(Saved entries)
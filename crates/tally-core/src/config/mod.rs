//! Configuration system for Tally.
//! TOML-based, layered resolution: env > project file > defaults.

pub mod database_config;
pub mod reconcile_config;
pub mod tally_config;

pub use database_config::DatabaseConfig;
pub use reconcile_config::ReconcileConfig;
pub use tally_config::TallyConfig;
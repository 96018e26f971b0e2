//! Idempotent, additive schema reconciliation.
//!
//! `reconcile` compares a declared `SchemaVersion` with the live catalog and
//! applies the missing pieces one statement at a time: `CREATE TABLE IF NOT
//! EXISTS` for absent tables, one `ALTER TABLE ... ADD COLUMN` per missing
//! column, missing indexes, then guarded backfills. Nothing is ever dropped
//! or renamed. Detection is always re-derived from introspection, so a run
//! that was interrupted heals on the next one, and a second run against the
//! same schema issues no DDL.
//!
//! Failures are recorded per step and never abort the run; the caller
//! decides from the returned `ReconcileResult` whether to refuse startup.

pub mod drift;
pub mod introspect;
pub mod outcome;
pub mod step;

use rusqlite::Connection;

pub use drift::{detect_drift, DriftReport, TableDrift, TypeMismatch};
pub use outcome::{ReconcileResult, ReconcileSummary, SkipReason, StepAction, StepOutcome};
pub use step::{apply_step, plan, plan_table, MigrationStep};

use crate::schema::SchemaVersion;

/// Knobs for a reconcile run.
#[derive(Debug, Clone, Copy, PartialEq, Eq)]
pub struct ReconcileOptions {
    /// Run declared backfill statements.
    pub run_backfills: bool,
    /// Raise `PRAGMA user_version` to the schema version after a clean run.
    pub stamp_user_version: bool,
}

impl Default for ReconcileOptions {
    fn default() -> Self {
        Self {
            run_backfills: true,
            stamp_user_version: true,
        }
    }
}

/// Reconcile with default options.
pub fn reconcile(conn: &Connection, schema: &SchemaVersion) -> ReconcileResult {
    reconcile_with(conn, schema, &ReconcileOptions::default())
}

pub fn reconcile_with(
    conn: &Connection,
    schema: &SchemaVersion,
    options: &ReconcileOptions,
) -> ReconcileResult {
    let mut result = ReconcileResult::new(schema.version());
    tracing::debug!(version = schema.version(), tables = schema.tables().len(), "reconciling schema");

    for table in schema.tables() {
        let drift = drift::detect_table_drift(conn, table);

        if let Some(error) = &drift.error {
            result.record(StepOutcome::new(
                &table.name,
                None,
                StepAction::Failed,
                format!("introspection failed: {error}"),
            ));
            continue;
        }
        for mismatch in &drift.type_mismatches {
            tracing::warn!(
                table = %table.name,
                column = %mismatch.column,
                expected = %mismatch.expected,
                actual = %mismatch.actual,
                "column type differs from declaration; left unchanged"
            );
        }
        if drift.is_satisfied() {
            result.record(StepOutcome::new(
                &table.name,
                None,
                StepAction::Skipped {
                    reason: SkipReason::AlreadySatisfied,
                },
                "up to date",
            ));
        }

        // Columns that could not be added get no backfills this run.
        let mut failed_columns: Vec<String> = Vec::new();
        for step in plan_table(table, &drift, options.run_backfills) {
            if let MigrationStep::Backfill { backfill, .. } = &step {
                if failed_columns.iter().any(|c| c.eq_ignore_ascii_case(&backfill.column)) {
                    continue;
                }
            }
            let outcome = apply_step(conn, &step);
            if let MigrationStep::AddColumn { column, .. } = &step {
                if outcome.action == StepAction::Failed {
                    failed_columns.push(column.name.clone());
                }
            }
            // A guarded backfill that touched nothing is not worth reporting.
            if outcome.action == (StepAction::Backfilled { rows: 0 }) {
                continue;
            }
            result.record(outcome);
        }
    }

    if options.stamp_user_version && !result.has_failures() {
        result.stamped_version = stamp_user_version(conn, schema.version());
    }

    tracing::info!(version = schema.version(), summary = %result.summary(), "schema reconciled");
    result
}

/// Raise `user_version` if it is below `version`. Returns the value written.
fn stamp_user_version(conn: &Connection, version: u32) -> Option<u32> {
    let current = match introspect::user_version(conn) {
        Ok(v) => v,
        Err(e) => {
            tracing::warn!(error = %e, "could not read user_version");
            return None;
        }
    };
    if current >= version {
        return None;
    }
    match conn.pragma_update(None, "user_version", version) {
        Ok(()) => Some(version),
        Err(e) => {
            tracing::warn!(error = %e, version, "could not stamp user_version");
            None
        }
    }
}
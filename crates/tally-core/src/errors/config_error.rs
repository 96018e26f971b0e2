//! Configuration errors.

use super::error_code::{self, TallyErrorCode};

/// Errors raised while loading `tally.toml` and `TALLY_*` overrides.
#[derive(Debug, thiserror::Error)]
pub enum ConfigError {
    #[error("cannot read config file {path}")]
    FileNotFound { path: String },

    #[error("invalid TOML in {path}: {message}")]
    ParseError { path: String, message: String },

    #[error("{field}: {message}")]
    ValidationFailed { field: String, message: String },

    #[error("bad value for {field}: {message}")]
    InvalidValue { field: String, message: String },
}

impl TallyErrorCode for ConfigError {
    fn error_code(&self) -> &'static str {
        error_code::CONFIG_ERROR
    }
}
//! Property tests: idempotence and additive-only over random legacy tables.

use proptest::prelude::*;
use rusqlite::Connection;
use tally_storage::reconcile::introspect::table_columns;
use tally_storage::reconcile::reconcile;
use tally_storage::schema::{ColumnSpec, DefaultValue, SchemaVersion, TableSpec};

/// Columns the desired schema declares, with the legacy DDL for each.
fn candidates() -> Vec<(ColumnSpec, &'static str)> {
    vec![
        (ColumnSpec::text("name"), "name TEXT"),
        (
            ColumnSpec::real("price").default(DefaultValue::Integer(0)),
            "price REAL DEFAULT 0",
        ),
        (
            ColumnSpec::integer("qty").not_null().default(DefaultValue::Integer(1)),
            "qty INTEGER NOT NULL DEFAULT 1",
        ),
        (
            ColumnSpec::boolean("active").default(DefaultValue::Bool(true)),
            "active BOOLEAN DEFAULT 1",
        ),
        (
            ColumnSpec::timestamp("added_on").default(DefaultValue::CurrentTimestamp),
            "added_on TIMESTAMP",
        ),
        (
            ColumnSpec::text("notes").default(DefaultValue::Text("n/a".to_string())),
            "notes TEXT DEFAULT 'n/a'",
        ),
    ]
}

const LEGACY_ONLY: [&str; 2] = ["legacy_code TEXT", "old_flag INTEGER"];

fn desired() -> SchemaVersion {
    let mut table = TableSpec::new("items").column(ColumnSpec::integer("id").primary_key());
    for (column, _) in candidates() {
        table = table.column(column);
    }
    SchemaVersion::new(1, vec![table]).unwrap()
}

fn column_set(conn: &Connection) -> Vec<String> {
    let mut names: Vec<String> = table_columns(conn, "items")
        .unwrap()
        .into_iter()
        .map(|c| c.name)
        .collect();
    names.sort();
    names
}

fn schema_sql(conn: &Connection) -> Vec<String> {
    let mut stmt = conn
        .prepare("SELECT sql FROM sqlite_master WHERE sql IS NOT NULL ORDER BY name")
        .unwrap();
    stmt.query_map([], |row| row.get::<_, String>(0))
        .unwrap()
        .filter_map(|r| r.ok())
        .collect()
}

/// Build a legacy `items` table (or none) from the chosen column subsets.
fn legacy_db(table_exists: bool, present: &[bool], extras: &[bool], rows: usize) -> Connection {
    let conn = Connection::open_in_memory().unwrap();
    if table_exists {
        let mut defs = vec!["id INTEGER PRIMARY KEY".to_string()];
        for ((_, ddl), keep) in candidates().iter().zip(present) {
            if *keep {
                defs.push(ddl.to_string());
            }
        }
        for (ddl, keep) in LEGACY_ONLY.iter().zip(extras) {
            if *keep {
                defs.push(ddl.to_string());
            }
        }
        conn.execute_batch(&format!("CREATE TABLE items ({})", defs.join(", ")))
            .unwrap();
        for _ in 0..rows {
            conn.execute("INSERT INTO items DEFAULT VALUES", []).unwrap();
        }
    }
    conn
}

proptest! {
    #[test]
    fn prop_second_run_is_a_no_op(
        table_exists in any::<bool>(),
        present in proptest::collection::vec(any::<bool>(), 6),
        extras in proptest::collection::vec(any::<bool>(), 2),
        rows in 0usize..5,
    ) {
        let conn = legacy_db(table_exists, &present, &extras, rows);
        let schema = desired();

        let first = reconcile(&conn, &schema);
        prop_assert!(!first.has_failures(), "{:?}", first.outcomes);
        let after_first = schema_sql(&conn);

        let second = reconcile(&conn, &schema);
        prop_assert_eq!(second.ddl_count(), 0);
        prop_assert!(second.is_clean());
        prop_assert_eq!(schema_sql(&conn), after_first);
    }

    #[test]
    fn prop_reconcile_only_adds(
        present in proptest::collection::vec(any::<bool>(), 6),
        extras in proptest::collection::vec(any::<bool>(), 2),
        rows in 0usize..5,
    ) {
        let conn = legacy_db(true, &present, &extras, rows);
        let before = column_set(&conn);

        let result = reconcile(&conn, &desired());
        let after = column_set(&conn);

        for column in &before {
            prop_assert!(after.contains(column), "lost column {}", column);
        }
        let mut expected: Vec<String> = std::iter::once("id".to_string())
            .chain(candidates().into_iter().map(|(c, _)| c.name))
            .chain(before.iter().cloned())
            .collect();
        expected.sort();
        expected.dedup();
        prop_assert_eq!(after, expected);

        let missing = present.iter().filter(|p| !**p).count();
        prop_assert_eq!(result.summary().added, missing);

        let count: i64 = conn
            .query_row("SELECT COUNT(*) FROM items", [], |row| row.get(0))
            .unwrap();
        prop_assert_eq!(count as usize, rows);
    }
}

• _ASSIGNMENT_:
Set down, exactly as they stand above, the lines starting with the line with "pub struct ReconcileOptions" and going on through the line with "if let MigrationStep::Backfill", and no others.

• _TASK ANSWER_:
pub struct ReconcileOptions {
    /// Run declared backfill statements.
    pub run_backfills: bool,
    /// Raise `PRAGMA user_version` to the schema version after a clean run.
    pub stamp_user_version: bool,
}

impl Default for ReconcileOptions {
    fn default() -> Self {
        Self {
            run_backfills: true,
            stamp_user_version: true,
        }
    }
}

/// Reconcile with default options.
pub fn reconcile(conn: &Connection, schema: &SchemaVersion) -> ReconcileResult {
    reconcile_with(conn, schema, &ReconcileOptions::default())
}

pub fn reconcile_with(
    conn: &Connection,
    schema: &SchemaVersion,
    options: &ReconcileOptions,
) -> ReconcileResult {
    let mut result = ReconcileResult::new(schema.version());
    tracing::debug!(version = schema.version(), tables = schema.tables().len(), "reconciling schema");

    for table in schema.tables() {
        let drift = drift::detect_table_drift(conn, table);

        if let Some(error) = &drift.error {
            result.record(StepOutcome::new(
                &table.name,
                None,
                StepAction::Failed,
                format!("introspection failed: {error}"),
            ));
            continue;
        }
        for mismatch in &drift.type_mismatches {
            tracing::warn!(
                table = %table.name,
                column = %mismatch.column,
                expected = %mismatch.expected,
                actual = %mismatch.actual,
                "column type differs from declaration; left unchanged"
            );
        }
        if drift.is_satisfied() {
            result.record(StepOutcome::new(
                &table.name,
                None,
                StepAction::Skipped {
                    reason: SkipReason::AlreadySatisfied,
                },
                "up to date",
            ));
        }

        // Columns that could not be added get no backfills this run.
        let mut failed_columns: Vec<String> = Vec::new();
        for step in plan_table(table, &drift, options.run_backfills) {
            if let MigrationStep::Backfill { backfill, .. } = &step {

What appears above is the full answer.